Je voulus prononcer son nom ; aucun son ne traversa mes lèvres. Mon visage restait mort ; je portais toujours ce masque pesant. Je ne pouvais que la regarder.

Elle bougea la tête, examina la salle. Quelque part, derrière moi, dans un autre monde, de l’eau tombait goutte à goutte d’un robinet mal fermé. Harey s’appuya sur un coude ; elle s’assit. Je reculai. Elle m’observait.

— Quoi, dit-elle, qu’est-ce qu’il y a ? Ça n’a pas réussi ? Pourquoi … pourquoi me regardes-tu comme ça ? — Et, brusquement, un cri atroce : Pourquoi me regardes-tu comme ça ?

Le silence. Elle considéra ses mains, remua les doigts.

— C’est moi ? demanda-t-elle.

Du bout des lèvres, en un souffle, je dis :

— Harey …

Elle répéta :

— Harey ?

Lentement, elle se laissa glisser par-dessus le bord de la table d’opération. Elle chancela, retrouva son équilibre et fit quelques pas. Elle agissait dans un état de stupeur ; elle me regardait, sans paraître me voir.

— Harey ? répéta-t-elle encore. Mais … je ne suis pas Harey. Qui … suis-je ? Harey ? Et toi, toi ?

Ses yeux s’agrandirent, brillèrent et un sourire étonné illumina son visage :

— Et toi, Kris ? Peut-être que toi aussi …

Je me taisais ; j’avais reculé jusqu’à la paroi ; j’étais appuyé contre la porte d’un placard.

Le sourire s’évanouit.

— Non, dit-elle. Non, tu as peur. Mais je ne peux pas supporter cette situation. C’est impossible. Je ne savais rien. Maintenant encore, je ne comprends rien. Non, c’est impossible ! Je … — Elle serra ses poings blancs et se frappa la poitrine. — Je ne savais rien, sinon … sinon que j’étais Harey ! Tu penses peut-être que je joue la comédie ? Je ne joue pas la comédie, je te le jure, je ne joue pas la comédie !

Elle gémit les derniers mots et s’effondra sur le sol en sanglotant. Quelque chose céda en moi.
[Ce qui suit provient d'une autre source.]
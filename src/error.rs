//! Error types for txframe
//!
//! Defines a unified error type for the strategy tree, the native transaction
//! layer it drives, and the configuration surface around it.

use std::fmt;
use std::io;

/// What a failed compatibility check was validating
#[derive(Debug, Clone, Copy, PartialEq, Eq)]
pub enum Incompatibility {
    /// Arbitrary objects passed to `ensure_compatibility`
    Objects,
    /// Input parameters checked when a strategy is created
    InputParameters,
    /// Output parameters checked against the parent transaction on stop
    OutputParameters,
    /// Variables checked against the replacement transaction after a reset
    Variables,
}

impl Incompatibility {
    /// Fixed message prefix; the native error's message is appended to it
    pub fn message_prefix(&self) -> &'static str {
        match self {
            Incompatibility::Objects => {
                "One or more of the objects are incompatible with the transaction. "
            }
            Incompatibility::InputParameters => {
                "One or more of the input parameters passed to the function are incompatible with the function's transaction. "
            }
            Incompatibility::OutputParameters => {
                "One or more of the output parameters returned from the function are incompatible with the function's parent transaction. "
            }
            Incompatibility::Variables => {
                "One or more of the variables of the function are incompatible with the function's new transaction after the reset. "
            }
        }
    }
}

/// Category of a native transaction failure
#[derive(Debug, Clone, Copy, PartialEq, Eq)]
pub enum NativeErrorKind {
    /// Objects cannot be used within the transaction
    Incompatible,
    /// Any other failure of the unit of work
    Failed,
}

/// Error raised by a native transaction, scope or factory
#[derive(Debug, Clone, PartialEq, Eq)]
pub struct NativeError {
    kind: NativeErrorKind,
    message: String,
}

impl NativeError {
    pub fn new(kind: NativeErrorKind, message: impl Into<String>) -> Self {
        Self {
            kind,
            message: message.into(),
        }
    }

    /// Objects handed to the transaction do not belong to it
    pub fn incompatible(message: impl Into<String>) -> Self {
        Self::new(NativeErrorKind::Incompatible, message)
    }

    pub fn failed(message: impl Into<String>) -> Self {
        Self::new(NativeErrorKind::Failed, message)
    }

    pub fn kind(&self) -> NativeErrorKind {
        self.kind
    }

    pub fn message(&self) -> &str {
        &self.message
    }
}

impl fmt::Display for NativeError {
    fn fmt(&self, f: &mut fmt::Formatter<'_>) -> fmt::Result {
        write!(f, "{}", self.message)
    }
}

impl std::error::Error for NativeError {}

/// Result type alias for native transaction operations
pub type NativeResult<T> = std::result::Result<T, NativeError>;

/// Unified error type for txframe operations
#[derive(Debug)]
pub enum TransactionError {
    /// Native transaction failure, passed through unchanged
    Native(NativeError),
    /// Parameters or variables cannot be used with the transaction
    ValidationIncompatibility {
        target: Incompatibility,
        cause: NativeError,
    },
    /// The strategy state machine was driven out of order
    InvalidStateTransition(String),
    /// Operation not available on this strategy variant
    UnsupportedOperation(String),
    /// Two independent steps failed while tearing a strategy down
    CompositeFatal {
        inner: Option<Box<TransactionError>>,
        outer: Box<TransactionError>,
    },
    /// Failure reported by an execution listener or the surrounding engine
    Execution(String),
    /// Invalid configuration or execution plan
    Config(String),
    /// I/O error while loading configuration
    Io(io::Error),
}

impl TransactionError {
    pub fn invalid_transition(message: impl Into<String>) -> Self {
        TransactionError::InvalidStateTransition(message.into())
    }

    pub fn unsupported(message: impl Into<String>) -> Self {
        TransactionError::UnsupportedOperation(message.into())
    }

    /// Translate a native compatibility failure.
    ///
    /// Only `NativeErrorKind::Incompatible` becomes a validation error; any
    /// other native failure is passed through as is.
    pub fn incompatible(target: Incompatibility, cause: NativeError) -> Self {
        match cause.kind() {
            NativeErrorKind::Incompatible => {
                TransactionError::ValidationIncompatibility { target, cause }
            }
            NativeErrorKind::Failed => TransactionError::Native(cause),
        }
    }

    /// Combine a failure of the notification step with a failure of the
    /// teardown that ran after it.
    ///
    /// A fatal error that is already propagating wins and is returned as is.
    pub fn double_fault(inner: TransactionError, outer: TransactionError) -> Self {
        if inner.is_fatal() {
            log::error!(
                "Discarding teardown failure while a fatal error is propagating: {}",
                outer
            );
            return inner;
        }
        TransactionError::CompositeFatal {
            inner: Some(Box::new(inner)),
            outer: Box::new(outer),
        }
    }

    /// Wrap a teardown failure that happened without an earlier failure
    pub fn teardown_fault(outer: TransactionError) -> Self {
        if outer.is_fatal() {
            return outer;
        }
        TransactionError::CompositeFatal {
            inner: None,
            outer: Box::new(outer),
        }
    }

    pub fn is_fatal(&self) -> bool {
        matches!(self, TransactionError::CompositeFatal { .. })
    }

    /// The inner cause of a composite fatal error
    pub fn fatal_inner(&self) -> Option<&TransactionError> {
        match self {
            TransactionError::CompositeFatal { inner, .. } => inner.as_deref(),
            _ => None,
        }
    }

    /// The outer cause of a composite fatal error
    pub fn fatal_outer(&self) -> Option<&TransactionError> {
        match self {
            TransactionError::CompositeFatal { outer, .. } => Some(outer),
            _ => None,
        }
    }

    /// Stable short code for each error category
    pub fn error_code(&self) -> &'static str {
        match self {
            TransactionError::Native(_) => "native",
            TransactionError::ValidationIncompatibility { .. } => "incompatible",
            TransactionError::InvalidStateTransition(_) => "invalid-state",
            TransactionError::UnsupportedOperation(_) => "unsupported",
            TransactionError::CompositeFatal { .. } => "fatal",
            TransactionError::Execution(_) => "execution",
            TransactionError::Config(_) => "config",
            TransactionError::Io(_) => "io",
        }
    }
}

impl fmt::Display for TransactionError {
    fn fmt(&self, f: &mut fmt::Formatter<'_>) -> fmt::Result {
        match self {
            TransactionError::Native(e) => write!(f, "{}", e),
            TransactionError::ValidationIncompatibility { target, cause } => {
                write!(f, "{}{}", target.message_prefix(), cause.message())
            }
            TransactionError::InvalidStateTransition(msg) => write!(f, "{}", msg),
            TransactionError::UnsupportedOperation(msg) => write!(f, "{}", msg),
            TransactionError::CompositeFatal { inner: Some(inner), outer } => write!(
                f,
                "Fatal error while tearing down a transaction: {} (raised while handling: {})",
                outer, inner
            ),
            TransactionError::CompositeFatal { inner: None, outer } => {
                write!(f, "Fatal error while tearing down a transaction: {}", outer)
            }
            TransactionError::Execution(msg) => write!(f, "{}", msg),
            TransactionError::Config(msg) => write!(f, "{}", msg),
            TransactionError::Io(e) => write!(f, "{}", e),
        }
    }
}

impl std::error::Error for TransactionError {
    fn source(&self) -> Option<&(dyn std::error::Error + 'static)> {
        match self {
            TransactionError::Native(e) => Some(e),
            TransactionError::ValidationIncompatibility { cause, .. } => Some(cause),
            TransactionError::CompositeFatal { outer, .. } => Some(outer.as_ref()),
            TransactionError::Io(e) => Some(e),
            _ => None,
        }
    }
}

impl From<NativeError> for TransactionError {
    fn from(e: NativeError) -> Self {
        TransactionError::Native(e)
    }
}

impl From<io::Error> for TransactionError {
    fn from(e: io::Error) -> Self {
        TransactionError::Io(e)
    }
}

/// Result type alias for txframe operations
pub type Result<T> = std::result::Result<T, TransactionError>;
D’un bond, je fus auprès d’elle et je l’entourai de mes bras. Elle luttait, me repoussait en sanglotant sans larmes, et elle criait :

— Laisse-moi, laisse-moi ! Je te dégoûte, je le sais ! Je ne veux pas, je ne veux pas ! Tu vois bien que ce n’est pas moi, pas moi, pas moi …

Je la secouai et je hurlai :

— Tais-toi !

Agenouillés l’un devant l’autre, nous hurlions tous les deux. La tête de Harey s’abattit sur mon épaule. Je la serrai contre moi de toutes mes forces. Haletants, nous ne bougions plus. L’eau s’écoulait goutte à goutte du robinet.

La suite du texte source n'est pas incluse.